Lerda, parlando, mi ha dato qualche altra indicazione: « Gli schermi e gli interni-flash mi appaiono come gli equivalenti delle strutture-luce dei teloni del cinema, degli schermi televisivi, dei lampi al magnesio, delle sciabolate dei fari sulle autostrade di notte; come gli interni degli studios cinematografici, dei sets televisivi, dei teatri di
posa, dei laboratori scientifici. È un paesaggio che ci circonda ed entro cui viviamo la nostra vita giornaliera. Come tematica mi affascina da tempo, perché trovo in queste atmosfere tese, fredde, allucinanti, irreali, un mondo di origine letteraria, già intravisto, intuito e respirato».

Un mondo di origine letteraria: Bernanos e il problema del male (che fa argomento della sua tesi di laurea), Sartre, Camus (lo scrittore certamente più amato), Kafka (si pensa naturalmente al Processo ed alla Metamorfosi davanti a certe composizioni di Lerda), ed infine gli scrittori di teatro con cui ha avuto più dimestichezza in questi ultimi anni: Beckett e Ionesco.
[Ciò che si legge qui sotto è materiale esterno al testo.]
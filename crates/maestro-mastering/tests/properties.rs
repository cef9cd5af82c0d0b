//! Property-based tests for the mastering chain.
//!
//! Uses proptest to verify the invariants that must hold for any input:
//! finite output, a hard ceiling, and shape preservation.

use maestro_core::AudioSignal;
use maestro_mastering::{LimiterStage, MasterStage, MasteringConfig, MasteringPipeline, Mode};
use proptest::prelude::*;

const SAMPLE_RATE: u32 = 44100;

/// Arbitrary finite audio buffers, including hot ones well over 0 dBFS.
fn audio_buffer() -> impl Strategy<Value = Vec<f32>> {
    prop::collection::vec(-2.0f32..=2.0, 256..4096)
}

proptest! {
    #![proptest_config(ProptestConfig::with_cases(64))]

    /// The limiter's ceiling is a hard guarantee for any input and any
    /// valid ceiling.
    #[test]
    fn limiter_ceiling_always_holds(
        samples in audio_buffer(),
        ceiling in 0.5f32..=1.0,
    ) {
        let signal = AudioSignal::from_mono(samples, SAMPLE_RATE);
        let config = MasteringConfig {
            limiter_ceiling: ceiling,
            ..MasteringConfig::default()
        };

        let out = LimiterStage::new().apply(&signal, &config);
        prop_assert!(
            out.peak() <= ceiling + 1e-5,
            "peak {} exceeded ceiling {}",
            out.peak(),
            ceiling
        );
    }

    /// The full chain never produces NaN or infinity and never changes
    /// the signal's shape.
    #[test]
    fn pipeline_output_is_finite_and_shaped(
        samples in audio_buffer(),
        target_lufs in -40.0f32..=-8.0,
    ) {
        let frames = samples.len();
        let signal = AudioSignal::new(vec![samples.clone(), samples], SAMPLE_RATE);

        let result = MasteringPipeline::new()
            .master(&signal, &Mode::Standard { target_lufs })
            .unwrap();

        prop_assert!(result.signal.is_finite());
        prop_assert_eq!(result.signal.num_channels(), 2);
        prop_assert_eq!(result.signal.frames(), frames);
        prop_assert!(result.signal.peak() <= result.config.limiter_ceiling + 1e-5);
    }
}
//! Dynamics analysis: peak level, dynamic range, and an estimated
//! compression ratio.
//!
//! The dynamic range is measured as the spread of a short-term RMS
//! envelope; the compression ratio estimate is a heuristic described on
//! [`DynamicsAnalyzer::analyze`], not an inverse of any real compressor.

use maestro_core::{AudioSignal, linear_to_db};
use serde::Serialize;

/// Dynamics descriptors of a signal.
#[derive(Debug, Clone, Copy, PartialEq, Serialize)]
pub struct DynamicsProfile {
    /// Maximum absolute sample value across all channels (linear).
    pub peak_level: f32,
    /// Spread between the 95th and 10th percentile of the short-term RMS
    /// envelope, in dB.
    pub dynamic_range_db: f32,
    /// Heuristic estimate of how compressed the material already is,
    /// clamped to [1, 10].
    pub estimated_compression_ratio: f32,
}

/// Windowed RMS dynamics analyzer.
#[derive(Debug, Clone)]
pub struct DynamicsAnalyzer {
    window_ms: f32,
}

impl Default for DynamicsAnalyzer {
    fn default() -> Self {
        Self::new()
    }
}

impl DynamicsAnalyzer {
    /// Create an analyzer with the standard 50 ms envelope window.
    pub fn new() -> Self {
        Self { window_ms: 50.0 }
    }

    /// Analyze a signal and return its dynamics profile.
    ///
    /// The compression ratio estimate splits the dB envelope at the
    /// midpoint of its [P10, P95] range and compares the mean deviation
    /// below the midpoint to the mean deviation above it. Heavily
    /// compressed material has its loud half squashed against the
    /// midpoint, so the quotient grows with compression. This is a
    /// documented approximation — adequate for deriving a matching
    /// compressor setting, nothing more.
    pub fn analyze(&self, signal: &AudioSignal) -> DynamicsProfile {
        let peak_level = signal.peak();

        let window =
            ((self.window_ms / 1000.0) * signal.sample_rate() as f32).max(1.0) as usize;
        let envelope = rms_envelope_db(&signal.mono_mix(), window);

        if envelope.len() < 2 {
            return DynamicsProfile {
                peak_level,
                dynamic_range_db: 0.0,
                estimated_compression_ratio: 1.0,
            };
        }

        let mut sorted = envelope.clone();
        sorted.sort_by(|a, b| a.partial_cmp(b).unwrap());
        let p95 = percentile(&sorted, 0.95);
        let p10 = percentile(&sorted, 0.10);
        let dynamic_range_db = (p95 - p10).max(0.0);

        DynamicsProfile {
            peak_level,
            dynamic_range_db,
            estimated_compression_ratio: estimate_compression_ratio(&envelope, p10, p95),
        }
    }
}

/// RMS (root mean square) level of a buffer, linear scale.
pub fn rms(signal: &[f32]) -> f32 {
    if signal.is_empty() {
        return 0.0;
    }
    let sum_sq: f32 = signal.iter().map(|&x| x * x).sum();
    (sum_sq / signal.len() as f32).sqrt()
}

/// Short-term RMS envelope over non-overlapping windows, in dB.
///
/// A trailing partial window shorter than half the window size is dropped.
pub fn rms_envelope_db(signal: &[f32], window_size: usize) -> Vec<f32> {
    signal
        .chunks(window_size)
        .filter(|chunk| chunk.len() >= window_size / 2)
        .map(|chunk| linear_to_db(rms(chunk)))
        .collect()
}

/// Linear-interpolated percentile of an ascending-sorted slice.
fn percentile(sorted: &[f32], fraction: f32) -> f32 {
    let position = fraction * (sorted.len() - 1) as f32;
    let below = position.floor() as usize;
    let above = (below + 1).min(sorted.len() - 1);
    let t = position - below as f32;
    sorted[below] * (1.0 - t) + sorted[above] * t
}

/// Ratio of mean envelope deviation below vs. above the range midpoint.
fn estimate_compression_ratio(envelope: &[f32], p10: f32, p95: f32) -> f32 {
    let midpoint = (p95 + p10) / 2.0;

    let mut above_sum = 0.0_f32;
    let mut above_count = 0usize;
    let mut below_sum = 0.0_f32;
    let mut below_count = 0usize;

    for &level in envelope {
        if level > midpoint {
            above_sum += level - midpoint;
            above_count += 1;
        } else {
            below_sum += midpoint - level;
            below_count += 1;
        }
    }

    if above_count == 0 || below_count == 0 {
        return 1.0;
    }

    let above_spread = above_sum / above_count as f32;
    let below_spread = below_sum / below_count as f32;

    if above_spread < 0.1 {
        // Loud half flattened against the midpoint: treat as fully compressed
        // unless the quiet half is equally flat (steady-state signal).
        if below_spread < 0.1 { 1.0 } else { 10.0 }
    } else {
        (below_spread / above_spread).clamp(1.0, 10.0)
    }
}
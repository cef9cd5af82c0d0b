//! CLI subcommand implementations.

pub mod analyze;
pub mod master;
//! Property-based tests for the analyzers.

use maestro_analysis::{
    DynamicsAnalyzer, LoudnessMeter, ReferenceProfiler, SILENCE_FLOOR_LUFS, SpectralAnalyzer,
};
use maestro_core::AudioSignal;
use proptest::prelude::*;

const SAMPLE_RATE: u32 = 44100;

fn loud_buffer() -> impl Strategy<Value = Vec<f32>> {
    // One second of material, always well above the silence floor.
    prop::collection::vec(-0.8f32..=0.8, 44100..=44100).prop_filter(
        "needs non-trivial energy",
        |v| v.iter().map(|x| x * x).sum::<f32>() / v.len() as f32 > 1e-4,
    )
}

proptest! {
    #![proptest_config(ProptestConfig::with_cases(32))]

    /// Scaling a signal by a known gain shifts its integrated loudness by
    /// the same number of dB.
    #[test]
    fn loudness_tracks_applied_gain(
        samples in loud_buffer(),
        gain_db in -12.0f32..=6.0,
    ) {
        let signal = AudioSignal::from_mono(samples, SAMPLE_RATE);
        let scaled = signal.scaled(maestro_core::db_to_linear(gain_db));

        let meter = LoudnessMeter::new();
        let base = meter.measure(&signal);
        let shifted = meter.measure(&scaled);

        prop_assert!(base > SILENCE_FLOOR_LUFS);
        prop_assert!(
            ((shifted - base) - gain_db).abs() < 0.3,
            "gain {gain_db} dB moved loudness by {}",
            shifted - base
        );
    }

    /// Every descriptor is finite and within its documented range for any
    /// bounded input.
    #[test]
    fn descriptors_stay_in_range(samples in loud_buffer()) {
        let signal = AudioSignal::from_mono(samples, SAMPLE_RATE);
        let profile = ReferenceProfiler::new().profile(&signal);

        prop_assert!(profile.target_lufs.is_finite());
        prop_assert!(profile.peak_level >= 0.0 && profile.peak_level <= 0.8 + 1e-6);
        prop_assert!(profile.dynamic_range_db >= 0.0);
        prop_assert!(
            profile.estimated_compression_ratio >= 1.0
                && profile.estimated_compression_ratio <= 10.0
        );
        prop_assert!(
            profile.spectral_centroid_hz >= 0.0
                && profile.spectral_centroid_hz <= SAMPLE_RATE as f32 / 2.0
        );
        prop_assert!(
            profile.spectral_rolloff_hz >= 0.0
                && profile.spectral_rolloff_hz <= SAMPLE_RATE as f32 / 2.0
        );
        prop_assert!(
            (0.0..=1.0).contains(&profile.high_freq_energy_ratio)
        );
        prop_assert!(
            (0.0..=1.0).contains(&profile.low_freq_energy_ratio)
        );
    }

    /// Analyzers are pure: two runs over the same buffer agree bit for bit.
    #[test]
    fn analysis_is_deterministic(samples in loud_buffer()) {
        let signal = AudioSignal::from_mono(samples, SAMPLE_RATE);

        let spectral = SpectralAnalyzer::new();
        let dynamics = DynamicsAnalyzer::new();

        let s1 = spectral.analyze(&signal);
        let s2 = spectral.analyze(&signal);
        prop_assert_eq!(s1.centroid_hz.to_bits(), s2.centroid_hz.to_bits());

        let d1 = dynamics.analyze(&signal);
        let d2 = dynamics.analyze(&signal);
        prop_assert_eq!(d1.dynamic_range_db.to_bits(), d2.dynamic_range_db.to_bits());
    }
}
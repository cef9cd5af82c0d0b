//! Planar multi-channel audio buffer.
//!
//! [`AudioSignal`] is the unit of work for the whole mastering pipeline:
//! decoded by the I/O layer, consumed by each stage, and returned as a new
//! signal. Samples are expected to lie in [-1, 1] at pipeline boundaries;
//! intermediate stages may transiently exceed that range before the limiter
//! restores the ceiling.

#[cfg(not(feature = "std"))]
use alloc::{vec, vec::Vec};

/// Decoded audio: one `Vec<f32>` per channel plus the sample rate.
///
/// Channels are stored planar (not interleaved) so per-channel filtering
/// never has to stride. All channels have the same length.
///
/// # Example
///
/// ```rust
/// use maestro_core::AudioSignal;
///
/// let signal = AudioSignal::from_mono(vec![0.0, 0.5, -0.5], 44100);
/// assert_eq!(signal.num_channels(), 1);
/// assert_eq!(signal.frames(), 3);
/// assert!((signal.peak() - 0.5).abs() < 1e-6);
/// ```
#[derive(Debug, Clone, PartialEq)]
pub struct AudioSignal {
    channels: Vec<Vec<f32>>,
    sample_rate: u32,
}

impl AudioSignal {
    /// Create a signal from planar channel buffers.
    ///
    /// Channels of unequal length are truncated to the shortest one so the
    /// planar invariant always holds.
    pub fn new(mut channels: Vec<Vec<f32>>, sample_rate: u32) -> Self {
        let frames = channels.iter().map(|ch| ch.len()).min().unwrap_or(0);
        for ch in channels.iter_mut() {
            ch.truncate(frames);
        }
        Self {
            channels,
            sample_rate,
        }
    }

    /// Create a mono signal from a single sample buffer.
    pub fn from_mono(samples: Vec<f32>, sample_rate: u32) -> Self {
        Self {
            channels: vec![samples],
            sample_rate,
        }
    }

    /// Create an all-zero signal with the given shape.
    pub fn silence(num_channels: usize, frames: usize, sample_rate: u32) -> Self {
        Self {
            channels: vec![vec![0.0; frames]; num_channels.max(1)],
            sample_rate,
        }
    }

    /// Deinterleave a frame-major sample buffer (as WAV decoders produce)
    /// into planar channels. `num_channels` of 0 is treated as mono.
    pub fn from_interleaved(samples: &[f32], num_channels: usize, sample_rate: u32) -> Self {
        let num_channels = num_channels.max(1);
        let frames = samples.len() / num_channels;
        let mut channels = vec![Vec::with_capacity(frames); num_channels];

        for frame in samples.chunks_exact(num_channels) {
            for (ch, &sample) in channels.iter_mut().zip(frame.iter()) {
                ch.push(sample);
            }
        }

        Self {
            channels,
            sample_rate,
        }
    }

    /// Interleave the planar channels back into a frame-major buffer.
    pub fn to_interleaved(&self) -> Vec<f32> {
        let frames = self.frames();
        let mut out = Vec::with_capacity(frames * self.channels.len());
        for i in 0..frames {
            for ch in &self.channels {
                out.push(ch[i]);
            }
        }
        out
    }

    /// Borrow all channel buffers.
    pub fn channels(&self) -> &[Vec<f32>] {
        &self.channels
    }

    /// Borrow one channel's samples.
    pub fn channel(&self, index: usize) -> &[f32] {
        &self.channels[index]
    }

    /// Consume the signal, yielding the channel buffers and sample rate.
    pub fn into_parts(self) -> (Vec<Vec<f32>>, u32) {
        (self.channels, self.sample_rate)
    }

    /// Number of channels (≥ 1 for any signal built by the constructors).
    pub fn num_channels(&self) -> usize {
        self.channels.len()
    }

    /// Number of sample frames per channel.
    pub fn frames(&self) -> usize {
        self.channels.first().map_or(0, |ch| ch.len())
    }

    /// Sample rate in Hz.
    pub fn sample_rate(&self) -> u32 {
        self.sample_rate
    }

    /// Duration in seconds.
    pub fn duration_secs(&self) -> f64 {
        if self.sample_rate == 0 {
            return 0.0;
        }
        self.frames() as f64 / f64::from(self.sample_rate)
    }

    /// Maximum absolute sample value across all channels.
    pub fn peak(&self) -> f32 {
        let mut peak = 0.0_f32;
        for ch in &self.channels {
            for &sample in ch {
                let mag = sample.abs();
                if mag > peak {
                    peak = mag;
                }
            }
        }
        peak
    }

    /// Mix all channels down to mono by averaging per frame.
    ///
    /// Used by the analyzers, which operate on a single detection signal.
    pub fn mono_mix(&self) -> Vec<f32> {
        if self.channels.len() == 1 {
            return self.channels[0].clone();
        }
        let frames = self.frames();
        let scale = 1.0 / self.channels.len() as f32;
        let mut mix = vec![0.0_f32; frames];
        for ch in &self.channels {
            for (acc, &sample) in mix.iter_mut().zip(ch.iter()) {
                *acc += sample;
            }
        }
        for sample in mix.iter_mut() {
            *sample *= scale;
        }
        mix
    }

    /// True if every sample in every channel is finite (no NaN/Inf).
    pub fn is_finite(&self) -> bool {
        self.channels
            .iter()
            .all(|ch| ch.iter().all(|s| s.is_finite()))
    }

    /// Apply a uniform linear gain, returning a new signal.
    pub fn scaled(&self, gain: f32) -> Self {
        let channels = self
            .channels
            .iter()
            .map(|ch| ch.iter().map(|&s| s * gain).collect())
            .collect();
        Self {
            channels,
            sample_rate: self.sample_rate,
        }
    }
}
Ho insistito su questi riferimenti, perché Lerda è soprattutto un intellettuale. La sua è una pittura di testa, lucida e volontaria, intimamente legata alla sua attività di studioso. Ogni suo progresso è frutto di una rigorosa, implacabile autocritica. Sin da quando, ancora ragazzo, cominciò a dipingere e a disegnare, la sua strada fu quella dell'assiduo, sistematico sperimentare. Il suo sforzo fu, ed è ancora, quello di individuare ed isolare un proprio mondo figurativo autentico, inconfondibile.
Chi vorrà, dopo avere osservato le opere esposte alle pareti, fermarsi un poco a guardare quelle più vecchie, raccolte nelle cartelle, potrà rendersi conto del significato e della direzione delle ricerche, più grafiche che coloristiche, di Lerda, teso ad impadronirsi, oltre che di una tecnica sicura, del ricco vocabolario del moderno linguaggio figurativo (ma studiò e copiò anche a lungo i Manieristi italiani del Cinquecento). Quando l'ebbe tra le mani non lo impiegò, come pure avrebbe potuto, per ingannare gli ingenui facendo sfoggio delle proprie capacità, ma lo mise da parte e cominciò a cercare dentro di sé quello che veramente gli premeva dire.

In un periodo di pittura scoperta, in cui piace poter rifare sulla tela la strada percorsa dal pittore, Lerda ama nascondere la propria tecnica, complessa e quasi segreta, ed offrirne i risultati, lucidi e freddi, precisi come quelli di un buon prodotto artigianale. Il suo amore per l'ordine si rivela nella composizione dell'opera, sempre esattamente bilanciata. I tagli sono crudeli, determinati. La luce, di un bianco alluminio, è quella che rischiara le sale operatorie. Si direbbe che è ossessionato dalla luce, come un prigioniero che negli incubi notturni sia ancora abbagliato dalle lampade degli interrogatori. Quello della luce è un problema che interessa oggi molti pittori. Non una luce che illumina e che rivela, come quella di Caravaggio, ma una luce che emana dal quadro, che acceca e distrugge i dettagli, che rischia di distruggere il quadro e di ridurlo ad una superficie bianca sulla quale si intravvede appena qualche segno. È anche questa una rappresentazione della solitudine e della incomunicabilità dell'uomo. Gli uomini possono talvolta, quando cessa quella terribile luce, vedersi e parlarsi, ma solo attraverso una lastra di vetro. Talvolta si « arrampicano su lastre di cristallo » (è il titolo di un disegno), ma non trovano egualmente una via di uscita, perché sono definitivamente « in trappola»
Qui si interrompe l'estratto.